EXERCISE: Take from the material every line containing the string "principal" and copy it.

##########

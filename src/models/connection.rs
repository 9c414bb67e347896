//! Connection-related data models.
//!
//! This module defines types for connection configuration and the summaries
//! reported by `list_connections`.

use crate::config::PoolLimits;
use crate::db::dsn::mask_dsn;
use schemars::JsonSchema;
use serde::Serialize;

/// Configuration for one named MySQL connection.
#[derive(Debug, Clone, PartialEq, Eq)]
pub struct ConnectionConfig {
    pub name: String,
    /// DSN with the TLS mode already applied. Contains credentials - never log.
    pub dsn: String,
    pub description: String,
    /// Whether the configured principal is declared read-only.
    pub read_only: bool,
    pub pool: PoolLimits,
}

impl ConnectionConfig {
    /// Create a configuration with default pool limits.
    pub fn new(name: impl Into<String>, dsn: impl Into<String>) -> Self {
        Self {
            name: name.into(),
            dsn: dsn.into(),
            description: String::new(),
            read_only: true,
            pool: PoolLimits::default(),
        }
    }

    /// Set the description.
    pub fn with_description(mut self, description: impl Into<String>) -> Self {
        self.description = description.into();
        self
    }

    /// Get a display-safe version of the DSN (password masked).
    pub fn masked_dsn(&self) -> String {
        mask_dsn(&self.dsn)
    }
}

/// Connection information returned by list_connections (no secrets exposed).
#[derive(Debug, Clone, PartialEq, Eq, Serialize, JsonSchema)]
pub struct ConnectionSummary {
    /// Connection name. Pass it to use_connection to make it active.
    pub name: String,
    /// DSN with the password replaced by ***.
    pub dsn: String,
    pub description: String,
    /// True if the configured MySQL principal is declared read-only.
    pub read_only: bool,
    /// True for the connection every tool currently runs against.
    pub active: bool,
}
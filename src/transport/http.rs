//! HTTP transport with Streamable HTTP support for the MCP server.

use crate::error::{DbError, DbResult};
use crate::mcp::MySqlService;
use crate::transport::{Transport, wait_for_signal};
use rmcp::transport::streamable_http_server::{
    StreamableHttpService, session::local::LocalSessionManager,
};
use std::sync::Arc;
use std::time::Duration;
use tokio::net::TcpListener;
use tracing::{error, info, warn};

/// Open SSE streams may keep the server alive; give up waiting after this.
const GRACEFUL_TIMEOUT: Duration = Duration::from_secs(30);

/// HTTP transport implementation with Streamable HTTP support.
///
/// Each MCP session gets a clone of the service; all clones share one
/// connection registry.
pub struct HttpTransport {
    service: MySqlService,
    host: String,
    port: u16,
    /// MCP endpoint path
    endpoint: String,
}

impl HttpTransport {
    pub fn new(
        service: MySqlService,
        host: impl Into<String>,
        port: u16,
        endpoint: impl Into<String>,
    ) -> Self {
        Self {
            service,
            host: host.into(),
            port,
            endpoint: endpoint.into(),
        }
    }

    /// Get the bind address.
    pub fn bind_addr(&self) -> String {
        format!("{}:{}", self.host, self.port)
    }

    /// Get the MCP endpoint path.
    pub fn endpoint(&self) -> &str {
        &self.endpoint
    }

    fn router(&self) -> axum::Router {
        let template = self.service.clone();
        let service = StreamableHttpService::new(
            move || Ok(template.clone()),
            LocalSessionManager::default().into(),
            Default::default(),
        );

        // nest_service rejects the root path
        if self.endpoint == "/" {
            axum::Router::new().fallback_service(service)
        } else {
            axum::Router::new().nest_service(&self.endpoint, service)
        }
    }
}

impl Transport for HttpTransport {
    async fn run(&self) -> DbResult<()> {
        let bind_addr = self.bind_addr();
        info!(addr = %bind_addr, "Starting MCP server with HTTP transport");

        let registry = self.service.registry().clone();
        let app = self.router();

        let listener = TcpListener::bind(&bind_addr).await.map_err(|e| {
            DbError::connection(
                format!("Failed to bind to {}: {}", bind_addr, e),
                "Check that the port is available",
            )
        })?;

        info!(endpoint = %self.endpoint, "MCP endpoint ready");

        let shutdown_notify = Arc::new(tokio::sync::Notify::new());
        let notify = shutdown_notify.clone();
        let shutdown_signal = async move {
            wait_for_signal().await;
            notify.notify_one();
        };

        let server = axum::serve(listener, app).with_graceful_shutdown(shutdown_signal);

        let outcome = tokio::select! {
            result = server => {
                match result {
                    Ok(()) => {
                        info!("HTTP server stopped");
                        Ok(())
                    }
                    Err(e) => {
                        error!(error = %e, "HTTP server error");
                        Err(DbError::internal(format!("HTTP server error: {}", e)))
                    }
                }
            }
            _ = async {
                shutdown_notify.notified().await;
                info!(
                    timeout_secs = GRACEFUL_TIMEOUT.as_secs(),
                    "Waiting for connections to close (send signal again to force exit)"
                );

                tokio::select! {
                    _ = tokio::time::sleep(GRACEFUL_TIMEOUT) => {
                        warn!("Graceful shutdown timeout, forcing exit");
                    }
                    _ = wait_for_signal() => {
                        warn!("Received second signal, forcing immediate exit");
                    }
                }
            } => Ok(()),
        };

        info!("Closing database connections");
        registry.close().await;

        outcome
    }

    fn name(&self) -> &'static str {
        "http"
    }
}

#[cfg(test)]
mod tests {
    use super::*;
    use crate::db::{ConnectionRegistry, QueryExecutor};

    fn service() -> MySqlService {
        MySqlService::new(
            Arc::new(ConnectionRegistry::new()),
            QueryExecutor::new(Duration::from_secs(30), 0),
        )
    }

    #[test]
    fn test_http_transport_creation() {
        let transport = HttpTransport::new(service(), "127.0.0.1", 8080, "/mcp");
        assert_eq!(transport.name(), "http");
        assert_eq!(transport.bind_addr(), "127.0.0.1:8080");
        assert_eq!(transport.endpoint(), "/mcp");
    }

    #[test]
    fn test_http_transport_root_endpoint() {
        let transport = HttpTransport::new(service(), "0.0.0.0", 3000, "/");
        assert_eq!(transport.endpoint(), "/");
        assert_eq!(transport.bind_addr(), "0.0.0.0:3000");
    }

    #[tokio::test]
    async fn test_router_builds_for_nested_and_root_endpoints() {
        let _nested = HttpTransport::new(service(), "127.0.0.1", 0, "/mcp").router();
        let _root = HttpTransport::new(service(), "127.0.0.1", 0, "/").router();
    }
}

##########

RESULT OF THIS TASK:
    /// Whether the configured principal is declared read-only.
    /// True if the configured MySQL principal is declared read-only.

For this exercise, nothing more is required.